=== TASK DATA ===

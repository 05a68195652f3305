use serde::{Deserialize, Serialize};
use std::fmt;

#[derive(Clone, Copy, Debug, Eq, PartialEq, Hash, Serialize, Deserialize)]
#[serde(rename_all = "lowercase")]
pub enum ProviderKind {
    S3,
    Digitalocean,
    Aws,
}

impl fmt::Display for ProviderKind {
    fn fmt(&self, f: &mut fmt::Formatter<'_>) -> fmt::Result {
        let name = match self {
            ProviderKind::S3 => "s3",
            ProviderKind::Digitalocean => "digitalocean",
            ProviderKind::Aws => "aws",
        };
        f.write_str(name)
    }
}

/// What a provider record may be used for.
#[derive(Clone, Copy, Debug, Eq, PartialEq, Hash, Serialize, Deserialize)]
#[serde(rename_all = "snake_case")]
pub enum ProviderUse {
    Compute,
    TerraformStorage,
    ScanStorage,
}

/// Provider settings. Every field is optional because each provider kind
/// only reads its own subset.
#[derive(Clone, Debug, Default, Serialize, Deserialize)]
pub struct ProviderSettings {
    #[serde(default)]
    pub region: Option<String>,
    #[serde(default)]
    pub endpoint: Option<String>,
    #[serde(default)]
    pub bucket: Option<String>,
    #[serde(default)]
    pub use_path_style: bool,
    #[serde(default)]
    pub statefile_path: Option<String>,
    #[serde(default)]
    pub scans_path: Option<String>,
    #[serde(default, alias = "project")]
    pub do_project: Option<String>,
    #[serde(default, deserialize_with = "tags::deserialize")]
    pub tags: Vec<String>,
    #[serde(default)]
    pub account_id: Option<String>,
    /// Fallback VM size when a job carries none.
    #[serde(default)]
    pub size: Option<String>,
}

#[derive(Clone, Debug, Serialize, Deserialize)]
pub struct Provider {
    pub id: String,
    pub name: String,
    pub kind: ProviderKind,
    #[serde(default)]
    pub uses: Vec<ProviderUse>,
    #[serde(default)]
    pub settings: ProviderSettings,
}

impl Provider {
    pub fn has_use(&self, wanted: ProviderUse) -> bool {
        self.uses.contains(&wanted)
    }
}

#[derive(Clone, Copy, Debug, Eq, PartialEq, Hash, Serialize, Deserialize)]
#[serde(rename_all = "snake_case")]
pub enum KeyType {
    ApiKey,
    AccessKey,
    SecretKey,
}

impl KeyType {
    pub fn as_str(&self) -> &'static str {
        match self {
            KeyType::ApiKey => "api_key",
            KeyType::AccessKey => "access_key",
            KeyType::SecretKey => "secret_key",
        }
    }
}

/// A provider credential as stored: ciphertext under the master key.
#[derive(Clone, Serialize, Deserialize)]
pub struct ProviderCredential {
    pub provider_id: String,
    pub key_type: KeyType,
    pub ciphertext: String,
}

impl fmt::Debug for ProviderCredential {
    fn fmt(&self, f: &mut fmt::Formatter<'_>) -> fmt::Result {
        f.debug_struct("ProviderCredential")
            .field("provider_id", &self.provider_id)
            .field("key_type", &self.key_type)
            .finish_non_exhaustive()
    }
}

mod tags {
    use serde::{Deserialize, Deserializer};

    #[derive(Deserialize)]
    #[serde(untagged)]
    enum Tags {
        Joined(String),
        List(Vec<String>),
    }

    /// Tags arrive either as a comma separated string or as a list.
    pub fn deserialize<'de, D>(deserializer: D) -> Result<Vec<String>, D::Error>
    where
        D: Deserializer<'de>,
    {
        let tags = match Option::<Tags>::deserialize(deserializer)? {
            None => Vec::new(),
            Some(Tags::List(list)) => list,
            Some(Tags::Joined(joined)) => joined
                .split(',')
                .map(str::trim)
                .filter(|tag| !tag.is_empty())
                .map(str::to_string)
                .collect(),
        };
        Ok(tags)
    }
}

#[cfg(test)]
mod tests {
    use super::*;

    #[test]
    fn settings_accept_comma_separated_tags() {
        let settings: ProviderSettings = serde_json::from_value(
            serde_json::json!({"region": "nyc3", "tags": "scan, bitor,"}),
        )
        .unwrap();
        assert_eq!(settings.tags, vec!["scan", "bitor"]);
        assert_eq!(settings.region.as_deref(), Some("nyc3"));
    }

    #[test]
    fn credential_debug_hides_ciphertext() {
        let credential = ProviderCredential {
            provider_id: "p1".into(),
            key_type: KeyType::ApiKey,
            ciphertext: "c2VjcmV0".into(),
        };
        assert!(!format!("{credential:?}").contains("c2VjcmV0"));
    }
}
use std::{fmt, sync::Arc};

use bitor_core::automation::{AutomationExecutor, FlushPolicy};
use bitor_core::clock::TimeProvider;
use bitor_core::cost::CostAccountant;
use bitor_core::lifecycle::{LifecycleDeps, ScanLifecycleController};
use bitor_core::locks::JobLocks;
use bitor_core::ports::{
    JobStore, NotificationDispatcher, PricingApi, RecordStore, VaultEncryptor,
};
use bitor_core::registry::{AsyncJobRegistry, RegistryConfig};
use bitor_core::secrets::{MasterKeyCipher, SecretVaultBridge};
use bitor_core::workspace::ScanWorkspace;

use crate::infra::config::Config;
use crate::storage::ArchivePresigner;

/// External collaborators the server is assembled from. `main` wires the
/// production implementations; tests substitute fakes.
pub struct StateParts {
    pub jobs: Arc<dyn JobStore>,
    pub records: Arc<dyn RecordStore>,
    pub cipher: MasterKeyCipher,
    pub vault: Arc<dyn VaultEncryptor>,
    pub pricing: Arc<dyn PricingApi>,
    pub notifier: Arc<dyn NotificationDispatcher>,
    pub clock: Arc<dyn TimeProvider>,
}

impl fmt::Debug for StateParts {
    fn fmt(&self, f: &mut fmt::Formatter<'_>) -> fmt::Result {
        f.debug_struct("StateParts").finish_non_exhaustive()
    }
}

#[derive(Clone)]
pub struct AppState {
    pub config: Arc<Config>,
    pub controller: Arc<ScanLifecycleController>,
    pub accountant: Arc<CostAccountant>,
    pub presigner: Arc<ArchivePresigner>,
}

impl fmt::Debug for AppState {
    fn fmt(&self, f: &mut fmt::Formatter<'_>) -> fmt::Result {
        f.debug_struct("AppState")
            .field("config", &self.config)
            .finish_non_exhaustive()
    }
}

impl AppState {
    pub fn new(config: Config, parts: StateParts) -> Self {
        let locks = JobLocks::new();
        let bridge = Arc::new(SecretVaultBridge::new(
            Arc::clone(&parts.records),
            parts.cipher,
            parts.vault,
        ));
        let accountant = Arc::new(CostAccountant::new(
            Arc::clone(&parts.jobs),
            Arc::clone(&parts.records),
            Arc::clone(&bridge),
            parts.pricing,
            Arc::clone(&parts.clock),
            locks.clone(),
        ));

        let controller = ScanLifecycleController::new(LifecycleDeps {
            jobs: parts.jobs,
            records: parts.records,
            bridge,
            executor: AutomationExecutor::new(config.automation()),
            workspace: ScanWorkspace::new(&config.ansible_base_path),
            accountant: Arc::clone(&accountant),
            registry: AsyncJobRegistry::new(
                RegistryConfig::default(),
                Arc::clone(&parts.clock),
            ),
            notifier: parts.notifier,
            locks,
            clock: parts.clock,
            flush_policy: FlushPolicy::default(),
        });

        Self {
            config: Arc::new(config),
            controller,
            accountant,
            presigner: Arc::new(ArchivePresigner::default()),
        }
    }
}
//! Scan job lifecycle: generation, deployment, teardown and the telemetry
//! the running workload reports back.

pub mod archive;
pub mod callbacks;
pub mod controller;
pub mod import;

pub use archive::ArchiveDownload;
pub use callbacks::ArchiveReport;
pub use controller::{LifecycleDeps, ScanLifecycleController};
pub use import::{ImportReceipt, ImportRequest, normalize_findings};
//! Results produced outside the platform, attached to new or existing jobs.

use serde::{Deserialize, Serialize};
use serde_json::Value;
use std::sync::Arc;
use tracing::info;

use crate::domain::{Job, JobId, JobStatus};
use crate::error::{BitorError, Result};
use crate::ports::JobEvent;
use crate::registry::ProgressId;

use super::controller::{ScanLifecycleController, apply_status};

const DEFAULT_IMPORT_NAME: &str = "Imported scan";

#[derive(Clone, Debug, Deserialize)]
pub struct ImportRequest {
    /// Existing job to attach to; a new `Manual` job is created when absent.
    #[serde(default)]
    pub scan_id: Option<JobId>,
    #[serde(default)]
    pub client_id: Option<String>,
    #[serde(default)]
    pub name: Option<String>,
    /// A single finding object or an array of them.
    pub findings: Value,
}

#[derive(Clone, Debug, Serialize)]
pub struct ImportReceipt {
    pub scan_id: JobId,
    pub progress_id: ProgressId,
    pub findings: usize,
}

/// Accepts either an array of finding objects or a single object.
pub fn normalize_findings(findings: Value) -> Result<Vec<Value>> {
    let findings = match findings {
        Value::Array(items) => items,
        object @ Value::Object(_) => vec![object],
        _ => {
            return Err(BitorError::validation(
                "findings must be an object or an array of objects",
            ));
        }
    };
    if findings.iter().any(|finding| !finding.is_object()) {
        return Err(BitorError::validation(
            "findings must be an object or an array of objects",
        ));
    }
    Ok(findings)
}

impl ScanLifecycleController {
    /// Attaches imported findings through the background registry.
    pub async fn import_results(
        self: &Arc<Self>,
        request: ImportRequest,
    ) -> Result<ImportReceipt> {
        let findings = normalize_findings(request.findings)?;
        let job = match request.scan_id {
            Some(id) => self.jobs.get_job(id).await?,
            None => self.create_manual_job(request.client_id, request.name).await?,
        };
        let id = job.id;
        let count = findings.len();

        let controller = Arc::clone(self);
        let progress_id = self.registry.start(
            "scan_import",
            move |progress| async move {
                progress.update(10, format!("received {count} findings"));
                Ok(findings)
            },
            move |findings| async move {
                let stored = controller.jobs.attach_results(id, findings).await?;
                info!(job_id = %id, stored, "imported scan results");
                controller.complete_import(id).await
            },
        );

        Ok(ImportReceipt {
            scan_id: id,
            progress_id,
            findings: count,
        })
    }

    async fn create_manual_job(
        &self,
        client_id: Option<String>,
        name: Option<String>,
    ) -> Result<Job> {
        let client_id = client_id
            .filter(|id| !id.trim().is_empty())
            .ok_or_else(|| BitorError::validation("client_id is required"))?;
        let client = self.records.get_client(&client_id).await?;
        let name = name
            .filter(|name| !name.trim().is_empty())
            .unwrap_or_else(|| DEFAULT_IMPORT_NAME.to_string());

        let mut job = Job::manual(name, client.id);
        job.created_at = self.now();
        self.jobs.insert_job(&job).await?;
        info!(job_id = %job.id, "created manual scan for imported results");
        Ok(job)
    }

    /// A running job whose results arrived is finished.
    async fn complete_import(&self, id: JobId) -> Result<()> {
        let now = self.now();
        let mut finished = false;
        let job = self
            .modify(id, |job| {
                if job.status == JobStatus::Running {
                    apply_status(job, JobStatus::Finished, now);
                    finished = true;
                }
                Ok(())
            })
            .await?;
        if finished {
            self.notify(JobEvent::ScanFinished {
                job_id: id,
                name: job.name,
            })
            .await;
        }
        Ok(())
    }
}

===

WORK INSTRUCTIONS: As you read the records above, find each line that contains "ProviderSettings" and copy it.

SOLUTION TO THE PROBLEM:
pub struct ProviderSettings {
    pub settings: ProviderSettings,
        let settings: ProviderSettings = serde_json::from_value(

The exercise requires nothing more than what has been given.